NOW THEREFORE, in consideration of the foregoing recitals and the mutual representations, warranties, covenants and promises contained herein, the adequacy and sufficiency of which are hereby acknowledged, the Parties agree as follows:
1. Amendment. The Agreement is hereby amended as follows:
1.1 The following is added to the end of Section 1.2 of the Agreement:
"Notwithstanding, anything to the contrary set forth above, for the purposes of determining whether or not the Term shall be extended for an Additional Year, Pre-Tax Earnings shall be calculated in accordance with the following: (a) all extraordinary revenues and related deal expenses resulting from the sale of any license agreement by the Company, or any other similar transaction during the applicable fiscal year shall be excluded (any license that is the subject of such a transaction shall be referred to herein each individually as a "Sold License" and collectively as, the "Sold Licenses"); (b) all historical royalties from Sold Licenses shall be excluded from all periods; and (c) in the event of an acquisition of a brand or license with an existing royalty stream, which has been approved by the Company's Board of Directors (each an "Acquired License" and collectively, the "Acquired Licenses"), royalties from the Acquired Licenses shall be included for all periods.

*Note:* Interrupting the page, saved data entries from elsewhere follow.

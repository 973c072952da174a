//! Locks assíncronos por chave, criados sob demanda.
//!
//! Cada chave tem um `tokio::sync::Mutex<()>` (FIFO justo); a entrada
//! some do mapa quando o último interessado a libera.

use parking_lot::Mutex;
use std::collections::HashMap;
use std::hash::Hash;
use std::sync::Arc;
use tokio::sync::{Mutex as AsyncMutex, OwnedMutexGuard};

/// A partir deste tamanho, entradas órfãs (de aquisições canceladas) são varridas
const SWEEP_THRESHOLD: usize = 1024;

type LockMap<K> = Arc<Mutex<HashMap<K, Arc<AsyncMutex<()>>>>>;

pub struct KeyedLocks<K> {
    inner: LockMap<K>,
}

impl<K> Default for KeyedLocks<K> {
    fn default() -> Self {
        Self {
            inner: Arc::new(Mutex::new(HashMap::new())),
        }
    }
}

impl<K> std::fmt::Debug for KeyedLocks<K> {
    fn fmt(&self, f: &mut std::fmt::Formatter<'_>) -> std::fmt::Result {
        f.debug_struct("KeyedLocks")
            .field("keys", &self.inner.lock().len())
            .finish()
    }
}

impl<K: Hash + Eq + Clone> KeyedLocks<K> {
    pub fn new() -> Self {
        Self::default()
    }

    /// Espera a vez na fila da chave e devolve a guarda exclusiva.
    pub async fn acquire(&self, key: K) -> KeyGuard<K> {
        let lock = {
            let mut map = self.inner.lock();
            if map.len() >= SWEEP_THRESHOLD {
                map.retain(|_, l| Arc::strong_count(l) > 1);
            }
            map.entry(key.clone())
                .or_insert_with(|| Arc::new(AsyncMutex::new(())))
                .clone()
        };
        let guard = lock.clone().lock_owned().await;
        KeyGuard {
            key,
            map: Arc::clone(&self.inner),
            lock,
            guard: Some(guard),
        }
    }

    /// Quantidade de chaves com lock vivo
    pub fn len(&self) -> usize {
        self.inner.lock().len()
    }

    pub fn is_empty(&self) -> bool {
        self.len() == 0
    }
}

/// Guarda de uma chave. Ao ser descartada libera o lock e, se ninguém
/// mais estiver esperando, remove a entrada do mapa.
pub struct KeyGuard<K: Hash + Eq> {
    key: K,
    map: LockMap<K>,
    lock: Arc<AsyncMutex<()>>,
    guard: Option<OwnedMutexGuard<()>>,
}

impl<K: Hash + Eq> KeyGuard<K> {
    pub fn key(&self) -> &K {
        &self.key
    }
}

impl<K: Hash + Eq> Drop for KeyGuard<K> {
    fn drop(&mut self) {
        drop(self.guard.take());
        let mut map = self.map.lock();
        let idle = map
            .get(&self.key)
            .map(|entry| Arc::ptr_eq(entry, &self.lock) && Arc::strong_count(entry) == 2)
            .unwrap_or(false);
        if idle {
            map.remove(&self.key);
        }
    }
}
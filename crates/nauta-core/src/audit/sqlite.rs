//! Sink de auditoria em SQLite.
//!
//! A tabela é somente de inserção. As colunas principais ficam separadas para
//! consulta manual; o registro completo vai em `payload` como JSON.

use super::{AuditError, AuditSink};
use crate::model::OperationRecord;
use async_trait::async_trait;
use parking_lot::Mutex;
use rusqlite::{params, Connection};
use std::fs;
use std::path::Path;
use std::sync::Arc;
use tracing::{debug, warn};

const SCHEMA: &str = "
CREATE TABLE IF NOT EXISTS operation_records (
    seq            INTEGER PRIMARY KEY AUTOINCREMENT,
    id             TEXT NOT NULL UNIQUE,
    operation_type TEXT NOT NULL,
    resource_kind  TEXT NOT NULL,
    resource_id    TEXT NOT NULL,
    backend_id     TEXT NOT NULL,
    namespace      TEXT,
    status         TEXT NOT NULL,
    error_kind     TEXT,
    error_message  TEXT,
    initiator      TEXT NOT NULL,
    requested_at   TEXT NOT NULL,
    completed_at   TEXT,
    attempts       INTEGER NOT NULL,
    payload        TEXT NOT NULL
);
CREATE INDEX IF NOT EXISTS idx_operation_records_target
    ON operation_records (backend_id, resource_kind, resource_id);
";

pub struct SqliteAuditSink {
    conn: Arc<Mutex<Connection>>,
}

impl SqliteAuditSink {
    pub fn open(path: impl AsRef<Path>) -> Result<Self, AuditError> {
        let path = path.as_ref();
        if let Some(parent) = path.parent() {
            if !parent.as_os_str().is_empty() {
                fs::create_dir_all(parent)?;
            }
        }
        let conn = Connection::open(path)?;
        debug!(path = %path.display(), "banco de auditoria aberto");
        Self::with_connection(conn)
    }

    pub fn in_memory() -> Result<Self, AuditError> {
        Self::with_connection(Connection::open_in_memory()?)
    }

    fn with_connection(conn: Connection) -> Result<Self, AuditError> {
        conn.execute_batch(SCHEMA)?;
        Ok(Self {
            conn: Arc::new(Mutex::new(conn)),
        })
    }
}

fn insert_batch(conn: &mut Connection, records: &[OperationRecord]) -> Result<(), AuditError> {
    let tx = conn.transaction()?;
    {
        let mut stmt = tx.prepare_cached(
            "INSERT OR IGNORE INTO operation_records (
                id, operation_type, resource_kind, resource_id, backend_id, namespace,
                status, error_kind, error_message, initiator, requested_at, completed_at,
                attempts, payload
            ) VALUES (?1, ?2, ?3, ?4, ?5, ?6, ?7, ?8, ?9, ?10, ?11, ?12, ?13, ?14)",
        )?;
        for record in records {
            let payload = serde_json::to_string(record)?;
            let inserted = stmt.execute(params![
                record.id,
                record.operation_type.as_str(),
                record.target.kind.as_str(),
                record.target.id,
                record.target.backend_ref.backend_id,
                record.target.backend_ref.namespace,
                record.status.to_string(),
                record.error_kind.map(|k| k.to_string()),
                record.error_message,
                record.initiator,
                record.requested_at.to_rfc3339(),
                record.completed_at.map(|t| t.to_rfc3339()),
                record.attempts,
                payload,
            ])?;
            if inserted == 0 {
                warn!(operation = %record.id, "registro de auditoria já existia");
            }
        }
    }
    tx.commit()?;
    Ok(())
}

fn select_recent(conn: &Connection, limit: usize) -> Result<Vec<OperationRecord>, AuditError> {
    let mut stmt =
        conn.prepare("SELECT payload FROM operation_records ORDER BY seq DESC LIMIT ?1")?;
    let payloads = stmt
        .query_map(params![limit as i64], |row| row.get::<_, String>(0))?
        .collect::<Result<Vec<_>, _>>()?;

    let mut records = payloads
        .iter()
        .map(|p| serde_json::from_str::<OperationRecord>(p))
        .collect::<Result<Vec<_>, _>>()?;
    records.reverse();
    Ok(records)
}

#[async_trait]
impl AuditSink for SqliteAuditSink {
    fn name(&self) -> &'static str {
        "sqlite"
    }

    async fn write_batch(&self, records: &[OperationRecord]) -> Result<(), AuditError> {
        let conn = Arc::clone(&self.conn);
        let records = records.to_vec();
        tokio::task::spawn_blocking(move || {
            let mut guard = conn.lock();
            insert_batch(&mut guard, &records)
        })
        .await
        .map_err(|e| AuditError::Unavailable(format!("tarefa de escrita abortada: {e}")))?
    }

    async fn recent(&self, limit: usize) -> Result<Vec<OperationRecord>, AuditError> {
        let conn = Arc::clone(&self.conn);
        tokio::task::spawn_blocking(move || {
            let guard = conn.lock();
            select_recent(&guard, limit)
        })
        .await
        .map_err(|e| AuditError::Unavailable(format!("tarefa de leitura abortada: {e}")))?
    }
}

In the event that the Company's Pre-Tax earnings fail to meet the thresholds necessary to extend the Agreement for an Additional Year in any fiscal year (the "Extension Threshold"), then no Additional Year shall be added to further extend the Term of the Agreement at the end of such fiscal year and, thereafter, the Term of the Agreement shall expire two-years from the date of such failure; provided, however, that so long as the Agreement remains in effect, the Term shall continue to automatically extend for an Additional Year in any subsequent fiscal year in which the Company meets the Extension Threshold, but in no event shall the Term be extended by more than one year for each fiscal year in which the Company meets the Extension Threshold. By way of example, if the Company fails to meet the Extension Threshold in its 2008 fiscal year, the Term of the Agreement shall thereafter be scheduled to expire at the end of the Company's 2010 fiscal year, but if the Company meets the Extension Threshold in its 2009 fiscal year, the Term of the Agreement would be automatically extended by an Additional Year to the end of the Company's 2011 fiscal year. If the Company then fails to meet the Extension Threshold in its 2010 fiscal year, the Agreement would be scheduled to terminate at the end of the Company's 2011 fiscal year, but could be extended to the end of the Company's 2012 fiscal year if the Company meets the Extension Threshold in its 2011 fiscal year."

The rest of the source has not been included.